Com um movimento brusco e dominante, Mizi empurrou Sua de costas contra a parede fria. O impacto fez os equipamentos velhos chacoalharem nas prateleiras. Mizi não deu tempo para protestos. Ela prendeu os pulsos de Sua acima da cabeça com uma das mãos, enquanto a outra descia com uma urgência predatória, subindo pela saia do uniforme até encontrar a seda úmida da calcinha.
— Você acha que manda em mim, não é, santinha? — sussurrou Mizi, a voz rouca e perigosa contra o ouvido de Sua. — Acha que pode me dar ordens na frente de todo mundo e sair ilesa?
Sua arqueou as costas, a respiração saindo em espasmos curtos. A irritação e o tesão lutavam por espaço em seu rosto vermelho.
— Eu só... fiz o que precisava ser feito — Sua tentou responder, mas a voz falhou quando sentiu os dedos de Mizi deslizarem para dentro dela.
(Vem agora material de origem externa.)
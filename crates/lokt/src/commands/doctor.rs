//! `lokt doctor` — sanity-check the lock-store root (SPEC_FULL.md §C).

use clap::Args;

use super::common;

#[derive(Args, Debug)]
pub struct DoctorArgs {
    /// Emit machine-readable JSON instead of human-readable text
    #[arg(long)]
    pub json: bool,
}

pub fn execute(args: DoctorArgs) -> i32 {
    let json = args.json;
    match run() {
        Ok(report) => {
            let warnings = report.warnings.len();
            if json {
                println!("{}", serde_json::to_string_pretty(&report).unwrap_or_default());
            } else {
                println!("root: {}", report.root);
                println!("writable: {}", report.writable);
                println!("round-trip ok: {}", report.round_trip_ok);
                if let Some(skew) = report.clock_skew_sec {
                    println!("clock skew vs root mtime: {skew}s");
                }
                for w in &report.warnings {
                    println!("warning: {w}");
                }
                if warnings == 0 {
                    println!("no problems found");
                }
            }
            if warnings > 0 { 1 } else { 0 }
        }
        Err(e) => common::report_error(&e, json),
    }
}

fn run() -> lokt_core::Result<lokt_core::introspect::DoctorReport> {
    let root = common::resolve_root()?;
    lokt_core::introspect::doctor(&root)
}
Mizi inseriu dois dedos com uma precisão cruel. Ela começou a bombear, mas o ritmo era torturante: forte, profundo, porém deliberadamente lento. Ela queria que Sua sentisse cada milímetro, que cada nervo do corpo da garota melancólica gritasse por uma velocidade que ela não pretendia entregar tão cedo.
— Mizi... por favor... — Sua gemeu, a cabeça jogada para trás, batendo levemente na parede. — Mais rápido... para de brincar.
— O quê? — Mizi mordeu o lóbulo da orelha de Sua, descendo para o pescoço e deixando uma marca avermelhada ali. — Eu achei que você gostasse de controle, Sua. Eu estou controlando. Aprecie a vista.
— Você é uma idiota insuportável! — Sua sibilou, os olhos roxos nublados, as pernas tremendo. — Eu odeio você! Eu odeio o jeito que você faz isso!
— Odeia? — Mizi riu, sentindo a umidade aumentar contra seus dedos. — Então por que você está implorando?
A resistência física de Sua estava desmoronando. Seus joelhos fraquejaram e ela sentiu que ia desabar no chão poeirento.
— Eu não aguento... em pé... — Sua murmurou, a frustração transbordando em sua voz.
Mizi a soltou por um segundo, apenas o suficiente para erguê-la e sentá-la bruscamente sobre a mesa de som. Os botões e potenciômetros antigos cutucavam a pele de Sua, mas ela não se importava. Mizi abriu mais as pernas da garota, posicionando-se entre elas, e mergulhou os dois dedos novamente, mantendo aquele ritmo rítmico e exasperante.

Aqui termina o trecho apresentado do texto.